### EXERCISE INPUTS ###
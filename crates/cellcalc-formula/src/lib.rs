//! # cellcalc-formula
//!
//! Formula engine for cellcalc.
//!
//! This crate provides:
//! - Tokenizing and parsing (text → tokens → AST → RPN [`Program`])
//! - Evaluation over a value stack against an [`EvaluationContext`]
//! - Element-wise broadcasting of scalar functions over grids
//! - Built-in functions (math, rounding, statistics, logical, text, date, criteria)
//! - Dependency tracking for calculation chains
//!
//! ## Example
//!
//! ```rust
//! use cellcalc_formula::{evaluate, FormulaValue, Program, SimpleContext};
//!
//! let program = Program::compile("=SUMIF({1,5,10}, \">2\")").unwrap();
//! let value = evaluate(&program, &mut SimpleContext::new());
//! assert_eq!(value, FormulaValue::Number(15.0));
//! ```

pub mod ast;
pub mod broadcast;
pub mod cache;
pub mod config;
pub mod dependency;
pub mod error;
pub mod evaluator;
pub mod functions;
pub mod parser;
pub mod program;
pub mod query;
pub mod tokenizer;
pub mod value;

pub use ast::{BinaryOperator, CellReference, FormulaExpr, RangeReference, UnaryOperator};
pub use cache::{CacheBackend, MemoryCache};
pub use config::{Compatibility, EngineConfig, HttpClient, HttpError, Locale};
pub use dependency::{CellId, CellKey, DependencyGraph, RangeKey};
pub use error::{FormulaError, FormulaResult};
pub use evaluator::{compare_values, evaluate, evaluate_formula, EvaluationContext, SimpleContext};
pub use functions::criteria::{Criterion, CriterionOp};
pub use functions::{registry, FunctionContext, FunctionDef, FunctionRegistry};
pub use parser::parse_formula;
pub use program::{Instruction, Program};
pub use query::{Aggregate, PseudoTable};
pub use tokenizer::{tokenize, Token, TokenKind};
pub use value::{FormulaValue, Grid};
###
What you give back must match the records word for word.

filename crates/cellcalc-formula/src/lib.rs
//! # cellcalc-formula
//!
//! Formula engine for cellcalc.
//!
//! This crate provides:
//! - Tokenizing and parsing (text → tokens → AST → RPN [`Program`])
//! - Evaluation over a value stack against an [`EvaluationContext`]
//! - Element-wise broadcasting of scalar functions over grids
//! - Built-in functions (math, rounding, statistics, logical, text, date, criteria)
//! - Dependency tracking for calculation chains
//!
//! ## Example
//!
//! ```rust
//! use cellcalc_formula::{evaluate, FormulaValue, Program, SimpleContext};
//!
//! let program = Program::compile("=SUMIF({1,5,10}, \">2\")").unwrap();
//! let value = evaluate(&program, &mut SimpleContext::new());
//! assert_eq!(value, FormulaValue::Number(15.0));
//! ```

pub mod ast;
pub mod broadcast;
pub mod cache;
pub mod config;
pub mod dependency;
pub mod error;
pub mod evaluator;
pub mod functions;
pub mod parser;
pub mod program;
pub mod query;
pub mod tokenizer;
pub mod value;

pub use ast::{BinaryOperator, CellReference, FormulaExpr, RangeReference, UnaryOperator};
pub use cache::{CacheBackend, MemoryCache};
pub use config::{Compatibility, EngineConfig, HttpClient, HttpError, Locale};
pub use dependency::{CellId, CellKey, DependencyGraph, RangeKey};
pub use error::{FormulaError, FormulaResult};
pub use evaluator::{compare_values, evaluate, evaluate_formula, EvaluationContext, SimpleContext};
pub use functions::criteria::{Criterion, CriterionOp};
pub use functions::{registry, FunctionContext, FunctionDef, FunctionRegistry};
pub use parser::parse_formula;
pub use program::{Instruction, Program};
pub use query::{Aggregate, PseudoTable};
pub use tokenizer::{tokenize, Token, TokenKind};
pub use value::{FormulaValue, Grid};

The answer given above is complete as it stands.